_Try it_
Using the entries that follow, give the number of lines containing the string "good". Write nothing besides that number.

Collected data
★ ★ ★ ★
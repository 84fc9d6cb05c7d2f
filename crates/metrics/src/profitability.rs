//! Margin and return metrics. All values are percentages at one decimal
//! place except where noted.

use crate::error::MetricError;
use crate::util::{classified, pct};
use classification::{ThresholdBand, ThresholdTable};
use core_types::{FinancialDataRecord, MetricCategory, MetricResult};

const CATEGORY: MetricCategory = MetricCategory::Profitability;

pub const GROSS_MARGIN: ThresholdTable = ThresholdTable::new(&[
    ThresholdBand::at_least("excellent", 50.0),
    ThresholdBand::between("good", 30.0, 50.0),
    ThresholdBand::between("average", 15.0, 30.0),
    ThresholdBand::at_most("poor", 15.0),
]);

pub const OPERATING_MARGIN: ThresholdTable = ThresholdTable::new(&[
    ThresholdBand::at_least("excellent", 20.0),
    ThresholdBand::between("good", 10.0, 20.0),
    ThresholdBand::between("average", 5.0, 10.0),
    ThresholdBand::at_most("poor", 5.0),
]);

pub const NET_MARGIN: ThresholdTable = ThresholdTable::new(&[
    ThresholdBand::at_least("excellent", 15.0),
    ThresholdBand::between("good", 8.0, 15.0),
    ThresholdBand::between("average", 3.0, 8.0),
    ThresholdBand::at_most("poor", 3.0),
]);

pub const EBITDA_MARGIN: ThresholdTable = ThresholdTable::new(&[
    ThresholdBand::at_least("excellent", 25.0),
    ThresholdBand::between("good", 15.0, 25.0),
    ThresholdBand::between("average", 8.0, 15.0),
    ThresholdBand::at_most("poor", 8.0),
]);

pub const PRETAX_MARGIN: ThresholdTable = ThresholdTable::new(&[
    ThresholdBand::at_least("excellent", 18.0),
    ThresholdBand::between("good", 10.0, 18.0),
    ThresholdBand::between("average", 4.0, 10.0),
    ThresholdBand::at_most("poor", 4.0),
]);

pub const RETURN_ON_ASSETS: ThresholdTable = ThresholdTable::new(&[
    ThresholdBand::at_least("excellent", 10.0),
    ThresholdBand::between("good", 5.0, 10.0),
    ThresholdBand::between("average", 2.0, 5.0),
    ThresholdBand::at_most("poor", 2.0),
]);

pub const RETURN_ON_EQUITY: ThresholdTable = ThresholdTable::new(&[
    ThresholdBand::at_least("excellent", 20.0),
    ThresholdBand::between("good", 12.0, 20.0),
    ThresholdBand::between("average", 6.0, 12.0),
    ThresholdBand::at_most("poor", 6.0),
]);

pub const RETURN_ON_SALES: ThresholdTable = ThresholdTable::new(&[
    ThresholdBand::at_least("excellent", 15.0),
    ThresholdBand::between("good", 8.0, 15.0),
    ThresholdBand::between("average", 4.0, 8.0),
    ThresholdBand::at_most("poor", 4.0),
]);

pub const ROCE: ThresholdTable = ThresholdTable::new(&[
    ThresholdBand::at_least("excellent", 15.0),
    ThresholdBand::between("good", 10.0, 15.0),
    ThresholdBand::between("average", 5.0, 10.0),
    ThresholdBand::at_most("poor", 5.0),
]);

pub const ROIC: ThresholdTable = ThresholdTable::new(&[
    ThresholdBand::at_least("excellent", 15.0),
    ThresholdBand::between("good", 9.0, 15.0),
    ThresholdBand::between("average", 5.0, 9.0),
    ThresholdBand::at_most("poor", 5.0),
]);

/// Gross profit as a percentage of revenue. Falls back to `revenue - cogs`
/// when `gross_profit` was not reported directly.
pub fn gross_margin(record: &FinancialDataRecord) -> Result<MetricResult, MetricError> {
    let gross = record.get("gross_profit").or_else(|| {
        match (record.get("revenue"), record.get("cogs")) {
            (Some(rev), Some(cogs)) => Some(rev - cogs),
            _ => None,
        }
    });
    let value = pct(gross, record.get("revenue"));
    Ok(classified(value, 1, &GROSS_MARGIN, CATEGORY, "margins"))
}

/// Operating income as a percentage of revenue.
pub fn operating_margin(record: &FinancialDataRecord) -> Result<MetricResult, MetricError> {
    let value = pct(record.get("operating_income"), record.get("revenue"));
    Ok(classified(value, 1, &OPERATING_MARGIN, CATEGORY, "margins"))
}

/// Net income as a percentage of revenue.
pub fn net_margin(record: &FinancialDataRecord) -> Result<MetricResult, MetricError> {
    let value = pct(record.get("net_income"), record.get("revenue"));
    Ok(classified(value, 1, &NET_MARGIN, CATEGORY, "margins"))
}

/// EBITDA as a percentage of revenue.
pub fn ebitda_margin(record: &FinancialDataRecord) -> Result<MetricResult, MetricError> {
    let value = pct(record.get("ebitda"), record.get("revenue"));
    Ok(classified(value, 1, &EBITDA_MARGIN, CATEGORY, "margins"))
}

/// Pre-tax income as a percentage of revenue.
pub fn pretax_margin(record: &FinancialDataRecord) -> Result<MetricResult, MetricError> {
    let value = pct(record.get("pretax_income"), record.get("revenue"));
    Ok(classified(value, 1, &PRETAX_MARGIN, CATEGORY, "margins"))
}

/// Net income as a percentage of total assets.
pub fn return_on_assets(record: &FinancialDataRecord) -> Result<MetricResult, MetricError> {
    let value = pct(record.get("net_income"), record.get("total_assets"));
    Ok(classified(value, 1, &RETURN_ON_ASSETS, CATEGORY, "returns"))
}

/// Net income as a percentage of total equity.
pub fn return_on_equity(record: &FinancialDataRecord) -> Result<MetricResult, MetricError> {
    let value = pct(record.get("net_income"), record.get("total_equity"));
    Ok(classified(value, 1, &RETURN_ON_EQUITY, CATEGORY, "returns"))
}

/// Operating income as a percentage of revenue (pre-interest, pre-tax sales
/// efficiency).
pub fn return_on_sales(record: &FinancialDataRecord) -> Result<MetricResult, MetricError> {
    let value = pct(record.get("ebit"), record.get("revenue"));
    Ok(classified(value, 1, &RETURN_ON_SALES, CATEGORY, "returns"))
}

/// EBIT over capital employed (total assets - current liabilities).
pub fn return_on_capital_employed(
    record: &FinancialDataRecord,
) -> Result<MetricResult, MetricError> {
    let capital_employed = match (record.get("total_assets"), record.get("current_liabilities")) {
        (Some(ta), Some(cl)) => Some(ta - cl),
        _ => None,
    };
    let value = pct(record.get("ebit"), capital_employed);
    Ok(classified(value, 1, &ROCE, CATEGORY, "returns"))
}

/// NOPAT over invested capital. NOPAT falls back to `ebit * (1 - tax_rate)`
/// when not reported; invested capital falls back to debt + equity.
pub fn return_on_invested_capital(
    record: &FinancialDataRecord,
) -> Result<MetricResult, MetricError> {
    let nopat = nopat(record);
    let invested = invested_capital(record);
    let value = pct(nopat, invested);
    Ok(classified(value, 1, &ROIC, CATEGORY, "returns"))
}

/// Net operating profit after tax, reported or derived.
pub(crate) fn nopat(record: &FinancialDataRecord) -> Option<f64> {
    record.get("nopat").or_else(|| {
        match (record.get("ebit"), record.get("tax_rate")) {
            (Some(ebit), Some(tax_rate)) => Some(ebit * (1.0 - tax_rate)),
            _ => None,
        }
    })
}

/// Invested capital, reported or derived from debt + equity.
pub(crate) fn invested_capital(record: &FinancialDataRecord) -> Option<f64> {
    record.get("invested_capital").or_else(|| {
        match (record.get("total_debt"), record.get("total_equity")) {
            (Some(debt), Some(equity)) => Some(debt + equity),
            _ => None,
        }
    })
}

#[cfg(test)]
mod tests {
    use super::*;

    #[test]
    fn roe_twenty_percent_is_excellent() {
        let record =
            FinancialDataRecord::from([("net_income", 20_000.0), ("total_equity", 100_000.0)]);
        let result = return_on_equity(&record).unwrap();
        assert_eq!(result.value, Some(20.0));
        assert_eq!(result.interpretation, "excellent");
    }

    #[test]
    fn gross_margin_derives_gross_profit_when_absent() {
        let record = FinancialDataRecord::from([("revenue", 150_000.0), ("cogs", 90_000.0)]);
        let result = gross_margin(&record).unwrap();
        assert_eq!(result.value, Some(40.0));
        assert_eq!(result.interpretation, "good");
    }

    #[test]
    fn roic_derives_nopat_and_invested_capital() {
        let record = FinancialDataRecord::from([
            ("ebit", 40_000.0),
            ("tax_rate", 0.25),
            ("total_debt", 100_000.0),
            ("total_equity", 100_000.0),
        ]);
        let result = return_on_invested_capital(&record).unwrap();
        assert_eq!(result.value, Some(15.0));
        assert_eq!(result.interpretation, "excellent");
    }

    #[test]
    fn zero_revenue_is_insufficient() {
        let record = FinancialDataRecord::from([("net_income", 5_000.0), ("revenue", 0.0)]);
        let result = net_margin(&record).unwrap();
        assert_eq!(result.value, None);
        assert_eq!(result.interpretation, "insufficient_data");
    }
}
★ ★ ★ ★
_Answer box_
11